O Presidente da República considera que “novos muros” se têm erguido na sociedade portuguesa e diz que a pobreza “nunca deixou ser grave demais” para o país. Na já tradicional mensagem publicada no dia de Natal, no Jornal de Notícias, Marcelo Rebelo de Sousa defende que se deve lutar contra estes muros e alerta que a resposta não pode ser feita nos mesmos termos, sob pena de já não se ver mais nada senão muros.

Na mensagem natalícia ―​ a última como Presidente da República ― Marcelo recua à campanha para a Câmara de Lisboa, em 1989, que o opôs a Jorge Sampaio, lembrando que esse foi o ano da queda do Muro de Berlim e que então sublinhou aquele “momento decisivo da História contemporânea”, convertendo-o em “sinal para o futuro, também de Portugal”. Declarações a que Sampaio respondeu dizendo que “mais importantes do que o muro de Berlim são os muros que existem na nossa terra”.

Sem deixar de assinalar a importância do contexto internacional, Marcelo retoma as palavras do antigo Presidente da República para renovar o alerta que tem repetido ao longo dos seus mandatos contra os populismos e os extremismos, apontando aos novos muros que se têm erguido no país. Começando por destacar a pobreza, elenca também os medos, “reais ou imaginários, mas todos vividos como reais”, como um factor que leva a “muros mais altos”.

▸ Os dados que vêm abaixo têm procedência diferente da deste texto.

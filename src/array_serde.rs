// Copyright 2014-2016 bluss and ndarray developers.
//
// Licensed under the Apache License, Version 2.0 <LICENSE-APACHE or
// http://www.apache.org/licenses/LICENSE-2.0> or the MIT license
// <LICENSE-MIT or http://opensource.org/licenses/MIT>, at your
// option. This file may not be copied, modified, or distributed
// except according to those terms.
use serde::de;
use serde::ser::SerializeStruct;
use serde::{Deserialize, Deserializer, Serialize, Serializer};

use crate::dimension::{self, Dim};
use crate::Array;

/// Version of the serialized array layout.
const ARRAY_FORMAT_VERSION: u8 = 1u8;

/// Verifies that the version of the deserialized array matches the current
/// `ARRAY_FORMAT_VERSION`.
fn verify_version<E>(v: u8) -> Result<(), E>
where
    E: de::Error,
{
    if v != ARRAY_FORMAT_VERSION {
        let err_msg = format!("unknown array version: {}", v);
        Err(de::Error::custom(err_msg))
    } else {
        Ok(())
    }
}

/// Serialized as `{ "v": 1, "shape": [...], "data": [...] }`, the data in
/// row-major order. A fault is not serialized.
///
/// **Requires crate feature `"serde"`**
impl<A: Serialize> Serialize for Array<A> {
    fn serialize<S>(&self, serializer: S) -> Result<S::Ok, S::Error>
    where
        S: Serializer,
    {
        let mut state = serializer.serialize_struct("Array", 3)?;
        state.serialize_field("v", &ARRAY_FORMAT_VERSION)?;
        state.serialize_field("shape", self.shape())?;
        state.serialize_field("data", self.as_slice())?;
        state.end()
    }
}

#[derive(Deserialize)]
#[serde(rename = "Array")]
struct ArrayRepr<A> {
    v: u8,
    shape: Vec<usize>,
    data: Vec<A>,
}

/// **Requires crate feature `"serde"`**
impl<'de, A> Deserialize<'de> for Array<A>
where
    A: Deserialize<'de>,
{
    fn deserialize<D>(deserializer: D) -> Result<Self, D::Error>
    where
        D: Deserializer<'de>,
    {
        let ArrayRepr { v, shape, data } = ArrayRepr::deserialize(deserializer)?;
        verify_version(v)?;
        match dimension::size_of_shape_checked(&shape) {
            Some(size) if size == data.len() => Ok(Array::from_parts(Dim::from_shape(&shape), data)),
            _ => Err(de::Error::custom(format!(
                "data and shape must match in size: {} elements for shape {:?}",
                data.len(),
                shape
            ))),
        }
    }
}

“A pobreza já foi mais grave e já foi menos grave. Mas nunca deixou ser grave de mais para o todo nacional que somos”, escreve o Presidente da República. “Antigos muros caíram. Novos muros se ergueram. Pobreza com envelhecimento colectivo imparável. Menos jovens a ficarem e mais gerações antigas a entrarem em becos sem saída. Mais leis a prometerem melhor futuro com mais abertura, tolerância, paz, segurança e, ao mesmo tempo, mais medos, reais ou imaginários, mas todos vividos como reais, a convidarem a mais muros, muros mais altos, tão altos que não se veja nada senão muros”, alerta.

Perante este cenário, o chefe de Estado defende que é preciso não desistir. “Há muros que podem ser difíceis de demolir. Porém não são impossíveis. Quer isto dizer que percamos a esperança neste Natal, e fora dele e sempre? Claro que não. Umas vezes, ajudamos a derrubar muros. Outras, fracassamos”, diz Marcelo Rebelo de Sousa.

Num final de um ano político marcado por umas legislativas antecipadas que quebraram a hegemonia bipartidária de cinco décadas entre PSD e PS, colocando o Chega como o maior partido da oposição — e em que o discurso político se extremou, sobretudo em torno do tema da imigração —, Marcelo aponta directamente ao presente para defender que é preciso identificar os muros que o país deve superar, e que a resposta não pode ser dada nos mesmos moldes.

“O mais avisado talvez seja, neste Natal, revermos o rol dos muros mais urgentes de superar. Sem respondermos a um muro com outro muro. Que os muros tendem a alimentar-se de outros muros. E isso não cria esperança, alimenta condomínios fechados de egoísmos em que só alguns têm direito ao Natal”, remata o Presidente da República.